INPUT FOR THIS TASK —
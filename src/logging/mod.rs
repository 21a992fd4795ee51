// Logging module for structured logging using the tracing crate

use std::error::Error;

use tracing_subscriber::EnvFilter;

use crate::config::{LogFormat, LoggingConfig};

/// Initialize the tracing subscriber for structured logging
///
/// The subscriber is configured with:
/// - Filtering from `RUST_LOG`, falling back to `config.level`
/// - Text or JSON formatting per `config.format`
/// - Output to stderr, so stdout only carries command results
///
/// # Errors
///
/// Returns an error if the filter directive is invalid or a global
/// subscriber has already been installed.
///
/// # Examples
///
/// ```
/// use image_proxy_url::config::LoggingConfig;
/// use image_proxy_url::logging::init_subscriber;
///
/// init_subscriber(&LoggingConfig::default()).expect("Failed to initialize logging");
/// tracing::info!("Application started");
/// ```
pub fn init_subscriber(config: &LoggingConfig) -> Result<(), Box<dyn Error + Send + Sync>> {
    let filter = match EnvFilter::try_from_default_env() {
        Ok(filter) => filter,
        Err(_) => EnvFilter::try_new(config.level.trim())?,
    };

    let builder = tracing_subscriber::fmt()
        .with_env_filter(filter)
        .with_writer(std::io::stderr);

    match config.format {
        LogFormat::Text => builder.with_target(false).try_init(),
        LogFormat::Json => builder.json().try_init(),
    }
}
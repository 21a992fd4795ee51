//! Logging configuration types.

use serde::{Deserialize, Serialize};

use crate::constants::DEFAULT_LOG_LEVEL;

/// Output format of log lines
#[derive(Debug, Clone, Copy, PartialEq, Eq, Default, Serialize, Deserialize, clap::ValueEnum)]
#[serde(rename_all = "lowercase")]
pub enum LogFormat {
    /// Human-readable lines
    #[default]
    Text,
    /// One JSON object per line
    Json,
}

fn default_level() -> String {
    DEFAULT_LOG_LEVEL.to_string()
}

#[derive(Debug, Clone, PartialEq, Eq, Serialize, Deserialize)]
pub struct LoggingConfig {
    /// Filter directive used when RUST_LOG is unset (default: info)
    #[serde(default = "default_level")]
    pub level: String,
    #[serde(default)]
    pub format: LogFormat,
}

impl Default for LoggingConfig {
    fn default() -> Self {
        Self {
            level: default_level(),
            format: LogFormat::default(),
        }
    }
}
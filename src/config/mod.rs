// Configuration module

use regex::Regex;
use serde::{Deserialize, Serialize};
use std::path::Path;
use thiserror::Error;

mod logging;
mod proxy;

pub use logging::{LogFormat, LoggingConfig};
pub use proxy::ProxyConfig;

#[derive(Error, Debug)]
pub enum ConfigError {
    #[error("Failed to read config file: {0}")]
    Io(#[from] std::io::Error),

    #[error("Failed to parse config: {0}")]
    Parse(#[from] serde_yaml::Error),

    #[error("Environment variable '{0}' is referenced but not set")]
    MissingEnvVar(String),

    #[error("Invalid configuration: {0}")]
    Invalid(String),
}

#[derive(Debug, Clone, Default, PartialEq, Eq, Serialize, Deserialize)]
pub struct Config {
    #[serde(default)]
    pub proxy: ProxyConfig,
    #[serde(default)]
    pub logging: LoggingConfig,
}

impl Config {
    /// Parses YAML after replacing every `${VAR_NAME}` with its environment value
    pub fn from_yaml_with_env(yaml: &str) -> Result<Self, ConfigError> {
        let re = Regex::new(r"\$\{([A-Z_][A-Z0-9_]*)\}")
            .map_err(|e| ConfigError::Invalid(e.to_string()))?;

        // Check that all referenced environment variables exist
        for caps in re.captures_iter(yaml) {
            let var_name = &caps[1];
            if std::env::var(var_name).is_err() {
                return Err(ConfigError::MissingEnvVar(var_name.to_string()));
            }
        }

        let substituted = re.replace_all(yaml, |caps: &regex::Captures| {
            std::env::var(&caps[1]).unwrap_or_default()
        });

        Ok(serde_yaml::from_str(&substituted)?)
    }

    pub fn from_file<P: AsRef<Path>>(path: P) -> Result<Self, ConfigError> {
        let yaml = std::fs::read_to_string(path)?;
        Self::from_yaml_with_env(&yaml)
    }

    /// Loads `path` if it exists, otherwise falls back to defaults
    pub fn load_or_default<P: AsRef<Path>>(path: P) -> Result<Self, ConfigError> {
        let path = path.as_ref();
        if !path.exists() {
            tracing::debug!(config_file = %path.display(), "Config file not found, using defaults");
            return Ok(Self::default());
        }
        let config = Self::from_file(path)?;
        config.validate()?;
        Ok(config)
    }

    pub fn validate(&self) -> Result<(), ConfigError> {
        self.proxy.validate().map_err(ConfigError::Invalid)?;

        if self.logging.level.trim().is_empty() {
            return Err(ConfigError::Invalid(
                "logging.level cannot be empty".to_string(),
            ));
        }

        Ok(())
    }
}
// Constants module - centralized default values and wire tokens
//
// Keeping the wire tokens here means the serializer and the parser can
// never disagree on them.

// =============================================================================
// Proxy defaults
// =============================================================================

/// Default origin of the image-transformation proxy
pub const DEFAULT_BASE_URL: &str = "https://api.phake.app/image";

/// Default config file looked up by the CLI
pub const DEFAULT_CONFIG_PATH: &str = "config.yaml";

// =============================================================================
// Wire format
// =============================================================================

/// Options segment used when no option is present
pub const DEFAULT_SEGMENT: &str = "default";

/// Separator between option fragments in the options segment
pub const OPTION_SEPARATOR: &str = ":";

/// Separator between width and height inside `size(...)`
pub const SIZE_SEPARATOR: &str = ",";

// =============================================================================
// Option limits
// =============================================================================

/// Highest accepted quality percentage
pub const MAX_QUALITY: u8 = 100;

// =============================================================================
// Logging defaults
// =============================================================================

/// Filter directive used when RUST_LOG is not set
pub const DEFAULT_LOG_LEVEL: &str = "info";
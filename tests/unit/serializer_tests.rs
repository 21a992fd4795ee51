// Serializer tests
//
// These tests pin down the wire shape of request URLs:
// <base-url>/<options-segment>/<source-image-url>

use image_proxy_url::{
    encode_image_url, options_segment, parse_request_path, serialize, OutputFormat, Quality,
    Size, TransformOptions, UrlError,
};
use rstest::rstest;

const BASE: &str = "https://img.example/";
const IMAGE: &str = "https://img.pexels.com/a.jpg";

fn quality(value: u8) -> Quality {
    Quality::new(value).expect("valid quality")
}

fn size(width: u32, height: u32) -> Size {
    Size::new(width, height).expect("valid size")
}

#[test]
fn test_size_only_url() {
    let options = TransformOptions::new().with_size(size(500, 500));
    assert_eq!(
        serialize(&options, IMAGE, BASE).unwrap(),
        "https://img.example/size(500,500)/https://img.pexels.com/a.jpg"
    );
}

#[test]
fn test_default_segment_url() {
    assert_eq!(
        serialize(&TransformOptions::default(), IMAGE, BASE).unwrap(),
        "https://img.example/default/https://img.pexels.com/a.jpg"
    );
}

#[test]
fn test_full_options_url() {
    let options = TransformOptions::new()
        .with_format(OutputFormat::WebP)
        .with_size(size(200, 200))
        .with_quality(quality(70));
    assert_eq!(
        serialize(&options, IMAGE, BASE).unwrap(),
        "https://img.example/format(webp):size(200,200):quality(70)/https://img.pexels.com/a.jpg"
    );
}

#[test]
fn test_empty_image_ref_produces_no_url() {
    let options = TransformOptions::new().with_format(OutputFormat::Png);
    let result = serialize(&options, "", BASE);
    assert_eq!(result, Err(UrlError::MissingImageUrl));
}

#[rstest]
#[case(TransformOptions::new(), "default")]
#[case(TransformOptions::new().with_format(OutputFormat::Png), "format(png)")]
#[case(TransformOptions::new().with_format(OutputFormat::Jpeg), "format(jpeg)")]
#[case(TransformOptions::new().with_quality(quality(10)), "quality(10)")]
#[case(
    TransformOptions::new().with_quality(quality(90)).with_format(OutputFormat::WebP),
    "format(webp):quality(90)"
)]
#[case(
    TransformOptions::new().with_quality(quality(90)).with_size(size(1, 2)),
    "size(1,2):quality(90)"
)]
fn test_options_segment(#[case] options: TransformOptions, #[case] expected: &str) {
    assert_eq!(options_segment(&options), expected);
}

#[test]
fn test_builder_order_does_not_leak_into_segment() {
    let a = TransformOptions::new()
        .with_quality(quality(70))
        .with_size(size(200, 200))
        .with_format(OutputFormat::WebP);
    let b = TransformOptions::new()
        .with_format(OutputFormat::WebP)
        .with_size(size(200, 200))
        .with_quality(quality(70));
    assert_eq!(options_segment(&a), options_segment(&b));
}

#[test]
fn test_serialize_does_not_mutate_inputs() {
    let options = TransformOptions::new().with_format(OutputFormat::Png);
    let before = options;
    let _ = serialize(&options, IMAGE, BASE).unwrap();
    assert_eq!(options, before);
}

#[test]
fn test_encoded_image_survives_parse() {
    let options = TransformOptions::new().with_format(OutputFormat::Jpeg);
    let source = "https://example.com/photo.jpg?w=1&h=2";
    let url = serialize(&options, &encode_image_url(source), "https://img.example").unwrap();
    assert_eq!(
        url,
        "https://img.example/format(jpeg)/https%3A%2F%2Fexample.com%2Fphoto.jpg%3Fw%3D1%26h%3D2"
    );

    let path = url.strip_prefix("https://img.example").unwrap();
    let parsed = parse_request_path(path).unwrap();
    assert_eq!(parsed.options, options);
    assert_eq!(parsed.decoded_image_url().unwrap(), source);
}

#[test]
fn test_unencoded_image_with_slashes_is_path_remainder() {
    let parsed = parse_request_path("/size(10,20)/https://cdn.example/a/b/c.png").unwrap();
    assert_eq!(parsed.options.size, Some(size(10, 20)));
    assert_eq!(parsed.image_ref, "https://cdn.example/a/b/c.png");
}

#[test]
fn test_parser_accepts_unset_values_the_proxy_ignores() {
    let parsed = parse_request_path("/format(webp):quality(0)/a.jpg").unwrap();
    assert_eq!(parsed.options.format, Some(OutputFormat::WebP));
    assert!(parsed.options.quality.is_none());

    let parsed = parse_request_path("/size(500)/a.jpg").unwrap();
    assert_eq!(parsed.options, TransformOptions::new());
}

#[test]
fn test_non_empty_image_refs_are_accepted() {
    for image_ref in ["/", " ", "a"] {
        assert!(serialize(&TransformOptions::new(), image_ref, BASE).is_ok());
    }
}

* * *

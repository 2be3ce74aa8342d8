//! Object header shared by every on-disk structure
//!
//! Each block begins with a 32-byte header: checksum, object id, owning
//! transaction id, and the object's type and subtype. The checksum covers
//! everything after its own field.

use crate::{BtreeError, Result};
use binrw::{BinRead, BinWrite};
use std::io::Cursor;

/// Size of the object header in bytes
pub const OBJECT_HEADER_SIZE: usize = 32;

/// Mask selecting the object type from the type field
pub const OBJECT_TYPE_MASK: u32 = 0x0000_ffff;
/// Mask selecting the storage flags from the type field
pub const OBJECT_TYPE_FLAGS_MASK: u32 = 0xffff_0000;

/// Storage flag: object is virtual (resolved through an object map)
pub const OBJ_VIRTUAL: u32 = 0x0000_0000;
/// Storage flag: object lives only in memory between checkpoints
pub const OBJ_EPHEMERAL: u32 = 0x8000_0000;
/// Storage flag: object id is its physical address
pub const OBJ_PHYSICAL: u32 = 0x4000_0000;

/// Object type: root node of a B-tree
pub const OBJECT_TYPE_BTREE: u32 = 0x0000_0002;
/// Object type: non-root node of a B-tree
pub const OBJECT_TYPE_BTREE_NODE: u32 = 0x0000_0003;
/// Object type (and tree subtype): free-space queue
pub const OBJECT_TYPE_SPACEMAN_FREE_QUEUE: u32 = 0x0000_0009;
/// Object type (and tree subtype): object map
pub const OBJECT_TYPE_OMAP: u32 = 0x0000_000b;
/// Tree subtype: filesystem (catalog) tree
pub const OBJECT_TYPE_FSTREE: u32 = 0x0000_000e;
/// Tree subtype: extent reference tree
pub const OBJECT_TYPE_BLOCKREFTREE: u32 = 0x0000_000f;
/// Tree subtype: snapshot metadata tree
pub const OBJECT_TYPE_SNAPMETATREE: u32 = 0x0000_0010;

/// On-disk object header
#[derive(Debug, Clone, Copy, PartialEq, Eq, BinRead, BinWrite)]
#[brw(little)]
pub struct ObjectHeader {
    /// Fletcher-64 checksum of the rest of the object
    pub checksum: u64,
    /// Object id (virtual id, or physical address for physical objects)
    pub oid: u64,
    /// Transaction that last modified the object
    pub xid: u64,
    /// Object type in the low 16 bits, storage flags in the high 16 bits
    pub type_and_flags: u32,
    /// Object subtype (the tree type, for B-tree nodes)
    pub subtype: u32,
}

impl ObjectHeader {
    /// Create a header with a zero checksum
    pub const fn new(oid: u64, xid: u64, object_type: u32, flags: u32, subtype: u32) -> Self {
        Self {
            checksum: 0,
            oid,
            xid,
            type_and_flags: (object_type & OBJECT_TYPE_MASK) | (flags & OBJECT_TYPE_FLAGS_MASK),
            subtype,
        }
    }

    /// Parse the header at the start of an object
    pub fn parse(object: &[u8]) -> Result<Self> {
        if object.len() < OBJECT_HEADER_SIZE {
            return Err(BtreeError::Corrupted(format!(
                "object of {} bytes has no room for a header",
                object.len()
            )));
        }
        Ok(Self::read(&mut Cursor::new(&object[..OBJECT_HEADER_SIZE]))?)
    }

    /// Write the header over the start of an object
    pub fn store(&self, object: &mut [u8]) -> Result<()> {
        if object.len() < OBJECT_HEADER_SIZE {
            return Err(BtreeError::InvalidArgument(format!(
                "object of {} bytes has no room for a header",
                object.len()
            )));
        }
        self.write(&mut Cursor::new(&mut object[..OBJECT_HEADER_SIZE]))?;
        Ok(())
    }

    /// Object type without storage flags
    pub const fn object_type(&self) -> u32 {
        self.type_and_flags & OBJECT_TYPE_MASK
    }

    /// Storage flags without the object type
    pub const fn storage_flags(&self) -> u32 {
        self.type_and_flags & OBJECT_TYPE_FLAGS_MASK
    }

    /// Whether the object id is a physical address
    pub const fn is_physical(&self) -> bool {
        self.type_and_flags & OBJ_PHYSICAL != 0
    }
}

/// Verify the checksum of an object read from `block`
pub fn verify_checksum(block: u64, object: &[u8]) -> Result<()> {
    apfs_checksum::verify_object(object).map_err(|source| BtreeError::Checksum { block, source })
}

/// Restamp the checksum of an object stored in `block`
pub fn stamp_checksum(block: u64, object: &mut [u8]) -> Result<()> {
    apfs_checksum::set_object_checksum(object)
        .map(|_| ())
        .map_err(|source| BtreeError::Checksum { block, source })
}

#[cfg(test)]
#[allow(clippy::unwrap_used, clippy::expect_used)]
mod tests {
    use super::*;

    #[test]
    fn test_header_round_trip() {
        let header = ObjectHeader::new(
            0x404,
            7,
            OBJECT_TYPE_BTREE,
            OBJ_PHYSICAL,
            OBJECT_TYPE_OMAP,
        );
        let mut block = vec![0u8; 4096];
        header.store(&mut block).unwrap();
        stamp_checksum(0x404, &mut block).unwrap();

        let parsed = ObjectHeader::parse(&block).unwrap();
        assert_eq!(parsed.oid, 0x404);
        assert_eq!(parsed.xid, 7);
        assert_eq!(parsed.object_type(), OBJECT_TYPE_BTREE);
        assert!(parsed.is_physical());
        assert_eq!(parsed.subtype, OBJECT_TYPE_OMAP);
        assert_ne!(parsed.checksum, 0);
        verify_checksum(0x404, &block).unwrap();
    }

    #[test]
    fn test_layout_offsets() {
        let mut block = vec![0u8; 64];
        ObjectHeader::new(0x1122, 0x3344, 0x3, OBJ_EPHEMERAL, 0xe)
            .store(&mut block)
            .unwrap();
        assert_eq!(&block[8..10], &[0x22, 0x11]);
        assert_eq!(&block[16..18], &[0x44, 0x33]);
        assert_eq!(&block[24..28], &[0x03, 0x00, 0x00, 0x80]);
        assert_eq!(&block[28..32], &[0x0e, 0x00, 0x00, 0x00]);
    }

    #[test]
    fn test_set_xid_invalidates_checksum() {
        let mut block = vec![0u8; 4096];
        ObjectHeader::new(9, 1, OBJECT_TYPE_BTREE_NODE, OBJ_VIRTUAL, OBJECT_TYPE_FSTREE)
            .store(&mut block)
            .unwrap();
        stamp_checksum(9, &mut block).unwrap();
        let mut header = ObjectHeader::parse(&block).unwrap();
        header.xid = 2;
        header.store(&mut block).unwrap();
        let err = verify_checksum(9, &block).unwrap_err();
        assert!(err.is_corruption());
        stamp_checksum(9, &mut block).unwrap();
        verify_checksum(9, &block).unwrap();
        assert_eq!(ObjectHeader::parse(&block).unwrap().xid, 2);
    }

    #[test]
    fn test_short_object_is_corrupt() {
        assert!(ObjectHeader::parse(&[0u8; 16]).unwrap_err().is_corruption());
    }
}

--

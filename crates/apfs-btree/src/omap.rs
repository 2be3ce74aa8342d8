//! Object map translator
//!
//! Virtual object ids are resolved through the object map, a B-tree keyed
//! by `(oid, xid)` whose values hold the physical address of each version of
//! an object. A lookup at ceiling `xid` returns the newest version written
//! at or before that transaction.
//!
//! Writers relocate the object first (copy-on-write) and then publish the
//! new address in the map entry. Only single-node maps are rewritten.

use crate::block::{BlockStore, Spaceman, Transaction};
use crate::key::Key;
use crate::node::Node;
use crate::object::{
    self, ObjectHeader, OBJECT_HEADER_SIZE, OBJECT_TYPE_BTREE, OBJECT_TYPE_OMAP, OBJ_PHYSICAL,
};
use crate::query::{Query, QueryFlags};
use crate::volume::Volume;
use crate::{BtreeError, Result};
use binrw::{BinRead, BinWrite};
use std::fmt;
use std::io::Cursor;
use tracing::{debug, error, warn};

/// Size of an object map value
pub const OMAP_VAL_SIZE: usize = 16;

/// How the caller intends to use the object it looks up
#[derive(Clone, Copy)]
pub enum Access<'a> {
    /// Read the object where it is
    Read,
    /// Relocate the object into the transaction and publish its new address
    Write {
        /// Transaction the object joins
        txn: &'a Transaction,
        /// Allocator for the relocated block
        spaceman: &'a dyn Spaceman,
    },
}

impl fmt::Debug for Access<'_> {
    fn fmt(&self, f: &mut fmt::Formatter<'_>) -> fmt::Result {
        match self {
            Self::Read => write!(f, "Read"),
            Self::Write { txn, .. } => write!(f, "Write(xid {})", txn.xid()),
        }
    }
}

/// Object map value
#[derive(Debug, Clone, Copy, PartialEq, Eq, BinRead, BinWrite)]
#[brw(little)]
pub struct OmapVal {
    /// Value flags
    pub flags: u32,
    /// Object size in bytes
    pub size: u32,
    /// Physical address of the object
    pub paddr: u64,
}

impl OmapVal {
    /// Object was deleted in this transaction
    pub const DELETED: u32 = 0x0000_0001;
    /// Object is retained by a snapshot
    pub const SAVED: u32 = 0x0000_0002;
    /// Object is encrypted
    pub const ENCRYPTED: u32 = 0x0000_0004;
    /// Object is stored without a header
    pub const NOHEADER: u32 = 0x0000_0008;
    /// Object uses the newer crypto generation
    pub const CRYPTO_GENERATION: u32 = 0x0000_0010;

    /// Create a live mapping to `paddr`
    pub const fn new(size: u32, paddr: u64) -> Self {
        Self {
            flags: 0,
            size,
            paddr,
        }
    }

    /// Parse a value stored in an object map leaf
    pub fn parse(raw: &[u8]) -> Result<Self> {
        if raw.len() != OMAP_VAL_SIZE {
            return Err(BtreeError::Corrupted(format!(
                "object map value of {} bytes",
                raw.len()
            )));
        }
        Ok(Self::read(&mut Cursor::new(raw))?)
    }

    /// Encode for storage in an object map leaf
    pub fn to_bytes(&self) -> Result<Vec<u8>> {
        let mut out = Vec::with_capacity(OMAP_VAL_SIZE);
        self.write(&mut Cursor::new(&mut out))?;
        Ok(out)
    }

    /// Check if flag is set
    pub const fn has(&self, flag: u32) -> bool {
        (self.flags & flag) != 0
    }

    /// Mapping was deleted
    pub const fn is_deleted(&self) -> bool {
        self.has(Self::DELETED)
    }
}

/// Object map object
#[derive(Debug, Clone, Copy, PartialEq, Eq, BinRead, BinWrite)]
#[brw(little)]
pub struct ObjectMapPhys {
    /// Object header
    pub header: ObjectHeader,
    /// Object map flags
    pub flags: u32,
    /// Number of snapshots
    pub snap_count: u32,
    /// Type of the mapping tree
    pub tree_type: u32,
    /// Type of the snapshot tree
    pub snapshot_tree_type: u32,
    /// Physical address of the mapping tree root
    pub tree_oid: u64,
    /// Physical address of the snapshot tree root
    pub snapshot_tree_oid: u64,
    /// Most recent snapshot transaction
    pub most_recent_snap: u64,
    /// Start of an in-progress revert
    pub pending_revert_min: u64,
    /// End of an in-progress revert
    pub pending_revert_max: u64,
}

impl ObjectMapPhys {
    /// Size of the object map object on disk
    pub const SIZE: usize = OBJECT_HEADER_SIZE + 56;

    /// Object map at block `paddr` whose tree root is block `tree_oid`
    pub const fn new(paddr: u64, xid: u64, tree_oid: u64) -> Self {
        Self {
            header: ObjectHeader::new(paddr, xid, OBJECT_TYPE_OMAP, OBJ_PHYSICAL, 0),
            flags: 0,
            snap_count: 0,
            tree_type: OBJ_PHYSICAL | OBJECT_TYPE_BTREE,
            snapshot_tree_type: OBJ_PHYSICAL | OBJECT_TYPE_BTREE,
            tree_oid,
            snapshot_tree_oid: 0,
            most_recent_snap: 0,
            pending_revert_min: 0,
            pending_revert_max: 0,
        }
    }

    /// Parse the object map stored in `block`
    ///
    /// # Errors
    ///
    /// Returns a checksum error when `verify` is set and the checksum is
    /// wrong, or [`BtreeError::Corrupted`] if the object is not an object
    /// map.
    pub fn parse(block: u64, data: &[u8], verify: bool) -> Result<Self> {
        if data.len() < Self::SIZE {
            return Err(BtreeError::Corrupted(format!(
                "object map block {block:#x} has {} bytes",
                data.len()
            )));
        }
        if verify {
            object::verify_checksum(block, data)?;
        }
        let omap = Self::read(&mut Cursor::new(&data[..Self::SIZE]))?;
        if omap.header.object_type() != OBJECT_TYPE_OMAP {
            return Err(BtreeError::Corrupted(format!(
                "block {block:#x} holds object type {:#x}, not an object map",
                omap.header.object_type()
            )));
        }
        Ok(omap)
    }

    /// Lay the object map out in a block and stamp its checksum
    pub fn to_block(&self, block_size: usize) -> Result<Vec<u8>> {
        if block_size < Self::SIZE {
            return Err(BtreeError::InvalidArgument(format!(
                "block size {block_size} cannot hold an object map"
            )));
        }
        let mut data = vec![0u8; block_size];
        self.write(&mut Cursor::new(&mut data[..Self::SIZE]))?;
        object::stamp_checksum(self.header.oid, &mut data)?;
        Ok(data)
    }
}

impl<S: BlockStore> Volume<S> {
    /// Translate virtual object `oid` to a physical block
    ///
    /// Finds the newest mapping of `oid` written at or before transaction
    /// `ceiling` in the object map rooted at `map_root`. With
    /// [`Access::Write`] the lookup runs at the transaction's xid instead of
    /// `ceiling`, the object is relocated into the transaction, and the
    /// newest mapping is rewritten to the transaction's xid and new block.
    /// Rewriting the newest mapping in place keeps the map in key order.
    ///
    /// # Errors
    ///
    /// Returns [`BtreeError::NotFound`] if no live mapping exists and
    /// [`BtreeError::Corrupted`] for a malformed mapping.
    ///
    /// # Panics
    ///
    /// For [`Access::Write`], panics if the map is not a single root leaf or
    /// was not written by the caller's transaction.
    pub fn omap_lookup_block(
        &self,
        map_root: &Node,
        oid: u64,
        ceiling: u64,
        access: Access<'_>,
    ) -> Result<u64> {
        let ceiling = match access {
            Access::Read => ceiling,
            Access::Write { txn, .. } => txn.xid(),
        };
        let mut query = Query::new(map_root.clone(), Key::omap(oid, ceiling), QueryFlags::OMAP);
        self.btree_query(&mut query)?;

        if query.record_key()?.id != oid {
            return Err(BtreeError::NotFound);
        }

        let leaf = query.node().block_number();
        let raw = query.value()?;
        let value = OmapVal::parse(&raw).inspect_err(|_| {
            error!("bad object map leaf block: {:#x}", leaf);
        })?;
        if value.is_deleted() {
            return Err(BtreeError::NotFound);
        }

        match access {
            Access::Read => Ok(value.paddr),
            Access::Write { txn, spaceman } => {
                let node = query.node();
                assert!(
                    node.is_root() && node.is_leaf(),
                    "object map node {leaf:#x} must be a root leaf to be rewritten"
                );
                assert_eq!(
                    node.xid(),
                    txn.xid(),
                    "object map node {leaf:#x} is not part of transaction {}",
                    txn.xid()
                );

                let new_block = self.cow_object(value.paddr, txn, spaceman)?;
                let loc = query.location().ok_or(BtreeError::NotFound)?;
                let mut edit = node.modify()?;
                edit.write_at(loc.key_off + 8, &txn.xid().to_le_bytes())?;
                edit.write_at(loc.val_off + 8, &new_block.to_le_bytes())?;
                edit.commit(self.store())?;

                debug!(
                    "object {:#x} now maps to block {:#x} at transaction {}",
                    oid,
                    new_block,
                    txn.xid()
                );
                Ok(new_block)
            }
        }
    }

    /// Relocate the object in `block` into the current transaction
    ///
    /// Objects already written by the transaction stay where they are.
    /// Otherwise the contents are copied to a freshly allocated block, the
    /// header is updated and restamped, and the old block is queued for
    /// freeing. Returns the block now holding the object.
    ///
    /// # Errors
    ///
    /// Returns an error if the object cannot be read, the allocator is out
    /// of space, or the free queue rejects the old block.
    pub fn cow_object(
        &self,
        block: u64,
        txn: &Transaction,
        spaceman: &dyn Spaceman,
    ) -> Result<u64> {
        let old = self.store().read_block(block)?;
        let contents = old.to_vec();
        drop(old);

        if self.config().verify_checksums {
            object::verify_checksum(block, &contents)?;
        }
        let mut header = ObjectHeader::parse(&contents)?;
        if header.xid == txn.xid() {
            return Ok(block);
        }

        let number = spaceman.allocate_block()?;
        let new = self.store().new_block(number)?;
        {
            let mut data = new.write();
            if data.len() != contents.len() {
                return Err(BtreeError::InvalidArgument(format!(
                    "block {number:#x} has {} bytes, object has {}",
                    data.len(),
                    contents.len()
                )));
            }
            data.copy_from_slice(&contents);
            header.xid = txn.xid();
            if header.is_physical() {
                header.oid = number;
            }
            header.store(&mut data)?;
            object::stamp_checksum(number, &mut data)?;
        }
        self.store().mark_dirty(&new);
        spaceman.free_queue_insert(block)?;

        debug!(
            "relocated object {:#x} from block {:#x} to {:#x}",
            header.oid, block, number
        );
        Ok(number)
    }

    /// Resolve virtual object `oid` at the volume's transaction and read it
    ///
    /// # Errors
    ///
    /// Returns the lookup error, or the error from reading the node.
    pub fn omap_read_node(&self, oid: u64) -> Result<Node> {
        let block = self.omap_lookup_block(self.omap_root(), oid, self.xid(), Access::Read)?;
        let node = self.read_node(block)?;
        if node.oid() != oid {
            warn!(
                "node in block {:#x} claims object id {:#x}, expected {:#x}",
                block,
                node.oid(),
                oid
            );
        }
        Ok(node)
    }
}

PROBLEM DESCRIPTION —
Where does the string "width" appear in the records? Copy every line that holds it.

RESULT BELOW —
/// Separator between width and height inside `size(...)`
fn size(width: u32, height: u32) -> Size {
    Size::new(width, height).expect("valid size")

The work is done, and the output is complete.